* Activity
Show each line from the records below in which the word "continuations" occurs.

[Stored data]
=====

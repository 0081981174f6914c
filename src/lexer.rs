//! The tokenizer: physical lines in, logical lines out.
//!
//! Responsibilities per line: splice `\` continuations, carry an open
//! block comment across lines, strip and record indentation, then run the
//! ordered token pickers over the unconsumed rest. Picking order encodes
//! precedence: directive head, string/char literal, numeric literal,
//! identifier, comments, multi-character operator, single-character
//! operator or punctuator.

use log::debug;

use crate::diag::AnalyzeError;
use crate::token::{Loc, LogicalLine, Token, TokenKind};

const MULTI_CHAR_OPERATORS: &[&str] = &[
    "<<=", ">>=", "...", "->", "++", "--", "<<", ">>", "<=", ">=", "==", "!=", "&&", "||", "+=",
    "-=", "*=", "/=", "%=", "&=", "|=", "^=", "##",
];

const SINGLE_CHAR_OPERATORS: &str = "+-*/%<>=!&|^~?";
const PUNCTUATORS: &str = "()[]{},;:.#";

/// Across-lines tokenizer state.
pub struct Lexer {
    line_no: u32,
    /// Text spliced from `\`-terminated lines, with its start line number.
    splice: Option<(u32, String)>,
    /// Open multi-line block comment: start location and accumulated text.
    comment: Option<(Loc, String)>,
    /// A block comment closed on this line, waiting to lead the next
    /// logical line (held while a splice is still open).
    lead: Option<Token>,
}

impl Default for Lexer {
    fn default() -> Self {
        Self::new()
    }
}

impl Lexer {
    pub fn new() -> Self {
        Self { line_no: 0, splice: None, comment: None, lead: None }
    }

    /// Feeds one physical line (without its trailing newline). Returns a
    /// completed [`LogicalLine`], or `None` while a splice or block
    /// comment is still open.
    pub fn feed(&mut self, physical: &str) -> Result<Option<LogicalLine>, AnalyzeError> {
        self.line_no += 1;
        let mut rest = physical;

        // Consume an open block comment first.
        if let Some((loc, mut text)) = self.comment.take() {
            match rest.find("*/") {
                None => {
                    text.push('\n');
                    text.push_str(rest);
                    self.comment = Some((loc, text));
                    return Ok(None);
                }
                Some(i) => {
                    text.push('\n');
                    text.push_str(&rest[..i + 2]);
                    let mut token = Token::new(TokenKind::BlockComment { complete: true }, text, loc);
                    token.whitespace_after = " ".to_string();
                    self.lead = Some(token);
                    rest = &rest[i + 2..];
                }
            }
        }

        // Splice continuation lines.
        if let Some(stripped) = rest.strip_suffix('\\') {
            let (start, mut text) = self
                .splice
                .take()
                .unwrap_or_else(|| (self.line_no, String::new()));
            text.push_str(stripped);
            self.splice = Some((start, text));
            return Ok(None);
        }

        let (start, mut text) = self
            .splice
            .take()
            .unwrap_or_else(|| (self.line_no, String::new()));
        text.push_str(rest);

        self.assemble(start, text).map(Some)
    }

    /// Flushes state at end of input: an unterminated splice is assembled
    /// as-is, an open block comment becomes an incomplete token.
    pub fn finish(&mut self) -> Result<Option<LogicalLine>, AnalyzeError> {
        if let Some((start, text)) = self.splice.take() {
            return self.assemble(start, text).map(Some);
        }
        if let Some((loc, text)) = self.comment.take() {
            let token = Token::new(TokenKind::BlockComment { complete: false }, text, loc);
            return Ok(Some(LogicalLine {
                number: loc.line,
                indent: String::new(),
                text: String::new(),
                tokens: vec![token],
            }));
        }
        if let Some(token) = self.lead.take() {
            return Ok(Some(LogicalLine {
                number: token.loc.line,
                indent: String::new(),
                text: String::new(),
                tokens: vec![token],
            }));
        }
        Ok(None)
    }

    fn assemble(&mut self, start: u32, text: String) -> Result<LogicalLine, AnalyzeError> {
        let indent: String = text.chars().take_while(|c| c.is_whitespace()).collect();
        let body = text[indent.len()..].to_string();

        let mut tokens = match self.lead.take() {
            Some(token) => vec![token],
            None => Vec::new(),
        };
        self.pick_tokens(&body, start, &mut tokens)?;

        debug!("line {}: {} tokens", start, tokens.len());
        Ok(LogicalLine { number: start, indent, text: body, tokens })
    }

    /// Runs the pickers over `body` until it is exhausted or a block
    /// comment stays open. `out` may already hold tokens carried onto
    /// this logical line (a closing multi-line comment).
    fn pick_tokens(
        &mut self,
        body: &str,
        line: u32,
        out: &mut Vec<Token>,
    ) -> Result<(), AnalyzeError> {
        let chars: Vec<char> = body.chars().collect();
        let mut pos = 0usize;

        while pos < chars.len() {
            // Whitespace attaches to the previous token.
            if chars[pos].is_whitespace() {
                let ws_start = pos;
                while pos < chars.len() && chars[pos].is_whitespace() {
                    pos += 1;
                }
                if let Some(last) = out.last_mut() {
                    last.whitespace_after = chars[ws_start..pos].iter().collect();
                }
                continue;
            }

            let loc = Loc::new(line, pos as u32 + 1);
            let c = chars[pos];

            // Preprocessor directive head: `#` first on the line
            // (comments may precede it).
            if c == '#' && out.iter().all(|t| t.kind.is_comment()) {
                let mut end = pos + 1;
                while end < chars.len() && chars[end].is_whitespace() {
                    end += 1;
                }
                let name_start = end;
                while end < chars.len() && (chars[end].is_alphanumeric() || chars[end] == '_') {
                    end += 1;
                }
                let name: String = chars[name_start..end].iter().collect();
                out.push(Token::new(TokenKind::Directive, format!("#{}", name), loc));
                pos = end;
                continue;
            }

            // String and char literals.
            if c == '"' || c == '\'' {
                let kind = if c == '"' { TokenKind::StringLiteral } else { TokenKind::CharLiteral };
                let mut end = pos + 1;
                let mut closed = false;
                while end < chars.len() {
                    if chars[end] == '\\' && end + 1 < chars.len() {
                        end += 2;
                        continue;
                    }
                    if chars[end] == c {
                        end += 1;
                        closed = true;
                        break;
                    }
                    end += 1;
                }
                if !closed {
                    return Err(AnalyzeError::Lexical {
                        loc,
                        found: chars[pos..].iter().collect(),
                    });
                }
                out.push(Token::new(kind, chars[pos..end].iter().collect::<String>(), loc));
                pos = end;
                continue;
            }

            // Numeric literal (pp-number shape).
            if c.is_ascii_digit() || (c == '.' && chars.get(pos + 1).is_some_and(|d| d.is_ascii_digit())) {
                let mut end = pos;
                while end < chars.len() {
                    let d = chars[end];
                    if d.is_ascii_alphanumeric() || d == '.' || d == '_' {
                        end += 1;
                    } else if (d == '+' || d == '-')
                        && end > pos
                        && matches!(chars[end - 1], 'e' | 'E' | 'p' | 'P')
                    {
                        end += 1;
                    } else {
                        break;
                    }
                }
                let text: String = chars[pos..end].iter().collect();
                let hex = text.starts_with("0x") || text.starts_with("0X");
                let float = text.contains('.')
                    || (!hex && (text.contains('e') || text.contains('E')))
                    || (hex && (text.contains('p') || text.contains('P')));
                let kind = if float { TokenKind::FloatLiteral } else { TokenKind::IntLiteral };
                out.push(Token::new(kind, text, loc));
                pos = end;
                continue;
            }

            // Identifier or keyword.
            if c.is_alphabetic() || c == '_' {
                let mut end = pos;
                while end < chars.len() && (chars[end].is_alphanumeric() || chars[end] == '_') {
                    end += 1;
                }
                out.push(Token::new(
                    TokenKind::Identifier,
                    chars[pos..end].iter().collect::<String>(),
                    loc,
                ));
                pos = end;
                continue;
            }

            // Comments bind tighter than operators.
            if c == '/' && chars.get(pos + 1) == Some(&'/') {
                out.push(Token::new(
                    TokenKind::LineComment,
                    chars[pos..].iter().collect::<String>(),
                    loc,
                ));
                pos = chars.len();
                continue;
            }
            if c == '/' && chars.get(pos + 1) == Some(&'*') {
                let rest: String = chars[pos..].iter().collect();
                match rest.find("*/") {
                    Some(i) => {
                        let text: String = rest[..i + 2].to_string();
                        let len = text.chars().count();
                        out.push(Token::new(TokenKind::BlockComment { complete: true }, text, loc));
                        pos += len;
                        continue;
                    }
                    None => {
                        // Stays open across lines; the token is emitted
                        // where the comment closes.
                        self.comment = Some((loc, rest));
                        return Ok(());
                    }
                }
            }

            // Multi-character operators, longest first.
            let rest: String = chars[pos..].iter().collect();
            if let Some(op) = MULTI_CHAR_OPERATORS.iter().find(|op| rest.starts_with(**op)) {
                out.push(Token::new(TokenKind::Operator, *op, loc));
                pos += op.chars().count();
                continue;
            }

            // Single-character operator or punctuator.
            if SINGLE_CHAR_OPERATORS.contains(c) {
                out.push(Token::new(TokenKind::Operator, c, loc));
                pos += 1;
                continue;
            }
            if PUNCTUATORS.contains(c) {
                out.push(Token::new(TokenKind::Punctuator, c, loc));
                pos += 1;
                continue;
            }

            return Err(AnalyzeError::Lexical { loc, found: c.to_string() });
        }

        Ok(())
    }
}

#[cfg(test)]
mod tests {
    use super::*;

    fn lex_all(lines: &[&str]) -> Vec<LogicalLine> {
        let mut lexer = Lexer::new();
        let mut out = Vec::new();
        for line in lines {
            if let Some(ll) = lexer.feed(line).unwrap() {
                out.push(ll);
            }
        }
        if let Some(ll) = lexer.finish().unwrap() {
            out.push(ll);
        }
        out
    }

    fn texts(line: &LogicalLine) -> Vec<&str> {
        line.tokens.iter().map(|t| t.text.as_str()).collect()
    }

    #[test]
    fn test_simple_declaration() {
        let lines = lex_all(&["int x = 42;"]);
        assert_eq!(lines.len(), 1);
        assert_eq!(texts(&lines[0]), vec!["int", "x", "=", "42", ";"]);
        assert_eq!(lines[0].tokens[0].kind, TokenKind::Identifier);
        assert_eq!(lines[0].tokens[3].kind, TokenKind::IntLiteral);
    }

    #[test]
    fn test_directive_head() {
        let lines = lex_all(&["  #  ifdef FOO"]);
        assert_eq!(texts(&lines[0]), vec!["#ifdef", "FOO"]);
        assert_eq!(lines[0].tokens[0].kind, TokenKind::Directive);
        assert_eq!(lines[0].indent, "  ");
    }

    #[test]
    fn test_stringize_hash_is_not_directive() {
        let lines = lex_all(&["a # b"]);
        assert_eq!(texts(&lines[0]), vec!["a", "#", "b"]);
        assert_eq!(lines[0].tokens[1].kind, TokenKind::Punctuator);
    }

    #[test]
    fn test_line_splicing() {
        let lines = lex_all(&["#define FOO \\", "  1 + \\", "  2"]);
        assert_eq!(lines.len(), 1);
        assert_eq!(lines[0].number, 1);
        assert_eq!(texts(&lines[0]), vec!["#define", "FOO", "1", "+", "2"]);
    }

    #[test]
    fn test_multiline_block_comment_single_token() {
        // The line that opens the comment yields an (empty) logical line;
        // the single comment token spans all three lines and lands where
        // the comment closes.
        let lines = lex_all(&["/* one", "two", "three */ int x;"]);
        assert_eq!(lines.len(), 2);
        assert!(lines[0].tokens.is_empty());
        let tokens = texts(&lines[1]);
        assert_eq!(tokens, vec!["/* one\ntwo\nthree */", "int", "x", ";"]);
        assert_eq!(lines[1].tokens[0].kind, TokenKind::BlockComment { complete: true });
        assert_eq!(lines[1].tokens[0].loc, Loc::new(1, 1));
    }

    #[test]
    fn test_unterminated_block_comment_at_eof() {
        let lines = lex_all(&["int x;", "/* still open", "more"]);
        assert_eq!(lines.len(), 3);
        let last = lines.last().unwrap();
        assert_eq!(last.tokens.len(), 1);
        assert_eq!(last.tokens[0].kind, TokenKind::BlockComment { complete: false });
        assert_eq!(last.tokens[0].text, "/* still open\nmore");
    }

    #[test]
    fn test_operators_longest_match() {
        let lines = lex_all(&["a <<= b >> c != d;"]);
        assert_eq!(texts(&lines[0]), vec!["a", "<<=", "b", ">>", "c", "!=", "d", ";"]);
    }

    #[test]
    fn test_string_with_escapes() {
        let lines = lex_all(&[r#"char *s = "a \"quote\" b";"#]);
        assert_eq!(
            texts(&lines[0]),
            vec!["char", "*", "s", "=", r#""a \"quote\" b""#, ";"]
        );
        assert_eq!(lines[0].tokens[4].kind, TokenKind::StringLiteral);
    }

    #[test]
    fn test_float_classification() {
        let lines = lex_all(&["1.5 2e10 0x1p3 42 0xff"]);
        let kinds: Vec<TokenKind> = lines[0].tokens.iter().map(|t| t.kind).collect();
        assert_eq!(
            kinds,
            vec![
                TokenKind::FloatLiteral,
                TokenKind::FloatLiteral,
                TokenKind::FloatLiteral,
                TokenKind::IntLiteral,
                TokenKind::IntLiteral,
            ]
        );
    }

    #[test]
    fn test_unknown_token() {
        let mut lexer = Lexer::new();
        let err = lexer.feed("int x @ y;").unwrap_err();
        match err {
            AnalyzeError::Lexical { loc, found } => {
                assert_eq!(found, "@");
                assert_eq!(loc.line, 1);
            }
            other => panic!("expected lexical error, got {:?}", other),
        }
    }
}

=====

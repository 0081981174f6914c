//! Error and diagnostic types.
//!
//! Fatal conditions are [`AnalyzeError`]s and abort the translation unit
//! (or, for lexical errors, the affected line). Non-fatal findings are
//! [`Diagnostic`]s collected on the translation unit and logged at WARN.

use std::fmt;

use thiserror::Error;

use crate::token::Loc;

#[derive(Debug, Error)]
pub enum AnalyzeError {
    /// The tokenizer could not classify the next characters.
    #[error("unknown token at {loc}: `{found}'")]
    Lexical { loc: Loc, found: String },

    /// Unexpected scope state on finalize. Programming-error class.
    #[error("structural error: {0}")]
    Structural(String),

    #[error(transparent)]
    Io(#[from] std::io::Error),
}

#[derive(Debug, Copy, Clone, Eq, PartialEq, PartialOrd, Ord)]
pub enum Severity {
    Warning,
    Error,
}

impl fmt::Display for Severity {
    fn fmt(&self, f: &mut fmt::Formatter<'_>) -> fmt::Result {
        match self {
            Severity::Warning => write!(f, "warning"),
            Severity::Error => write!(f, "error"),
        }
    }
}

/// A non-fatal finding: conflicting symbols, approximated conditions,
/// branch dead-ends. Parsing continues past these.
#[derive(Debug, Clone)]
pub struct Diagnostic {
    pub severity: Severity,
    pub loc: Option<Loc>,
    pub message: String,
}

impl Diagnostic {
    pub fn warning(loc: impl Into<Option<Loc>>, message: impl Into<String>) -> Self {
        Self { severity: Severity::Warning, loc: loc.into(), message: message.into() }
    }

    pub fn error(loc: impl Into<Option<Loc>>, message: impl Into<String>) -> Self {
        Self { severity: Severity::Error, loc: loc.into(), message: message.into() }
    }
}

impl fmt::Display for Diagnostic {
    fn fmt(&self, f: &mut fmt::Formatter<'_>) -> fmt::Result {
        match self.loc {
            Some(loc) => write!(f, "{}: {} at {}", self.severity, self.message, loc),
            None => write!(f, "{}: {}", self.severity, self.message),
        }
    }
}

=====

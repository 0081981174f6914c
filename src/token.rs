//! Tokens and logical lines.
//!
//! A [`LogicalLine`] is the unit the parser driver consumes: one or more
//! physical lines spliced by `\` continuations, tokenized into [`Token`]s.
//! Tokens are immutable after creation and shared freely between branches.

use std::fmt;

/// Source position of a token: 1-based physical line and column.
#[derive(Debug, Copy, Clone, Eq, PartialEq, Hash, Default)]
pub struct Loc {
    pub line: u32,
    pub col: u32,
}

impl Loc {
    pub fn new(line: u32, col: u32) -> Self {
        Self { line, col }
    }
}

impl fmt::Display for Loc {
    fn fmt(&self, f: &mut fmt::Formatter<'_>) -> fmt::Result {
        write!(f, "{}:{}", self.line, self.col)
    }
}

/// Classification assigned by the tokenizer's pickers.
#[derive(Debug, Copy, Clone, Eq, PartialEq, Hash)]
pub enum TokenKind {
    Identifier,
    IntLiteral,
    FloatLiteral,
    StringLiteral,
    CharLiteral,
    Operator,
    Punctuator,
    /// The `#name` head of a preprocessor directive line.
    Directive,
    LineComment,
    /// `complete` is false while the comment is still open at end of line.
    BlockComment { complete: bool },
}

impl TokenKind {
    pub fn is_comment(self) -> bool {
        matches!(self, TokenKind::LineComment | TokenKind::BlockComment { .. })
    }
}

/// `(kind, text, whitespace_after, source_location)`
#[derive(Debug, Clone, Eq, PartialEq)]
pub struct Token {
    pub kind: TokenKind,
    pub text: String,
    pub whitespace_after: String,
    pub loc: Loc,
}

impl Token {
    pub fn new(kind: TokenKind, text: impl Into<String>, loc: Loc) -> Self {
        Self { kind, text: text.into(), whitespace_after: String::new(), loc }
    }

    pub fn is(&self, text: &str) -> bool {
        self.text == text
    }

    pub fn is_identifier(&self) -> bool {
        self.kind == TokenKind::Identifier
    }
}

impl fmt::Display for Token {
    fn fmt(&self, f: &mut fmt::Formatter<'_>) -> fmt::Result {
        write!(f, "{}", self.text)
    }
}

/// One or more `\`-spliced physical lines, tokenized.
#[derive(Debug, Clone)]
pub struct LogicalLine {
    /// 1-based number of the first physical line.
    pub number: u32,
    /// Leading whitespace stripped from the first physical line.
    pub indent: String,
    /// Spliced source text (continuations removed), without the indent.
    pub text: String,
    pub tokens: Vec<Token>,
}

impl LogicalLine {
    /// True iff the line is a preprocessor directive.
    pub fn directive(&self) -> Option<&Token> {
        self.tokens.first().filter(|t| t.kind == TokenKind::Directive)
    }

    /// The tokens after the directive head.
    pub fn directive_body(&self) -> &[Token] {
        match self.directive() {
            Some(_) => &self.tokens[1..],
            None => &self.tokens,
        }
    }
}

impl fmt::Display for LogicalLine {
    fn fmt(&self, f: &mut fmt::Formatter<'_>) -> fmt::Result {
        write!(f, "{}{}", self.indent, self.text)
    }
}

=====

* Output for this exercise
//! Responsibilities per line: splice `\` continuations, carry an open
//! physical lines spliced by `\` continuations, tokenized into [`Token`]s.
    /// Spliced source text (continuations removed), without the indent.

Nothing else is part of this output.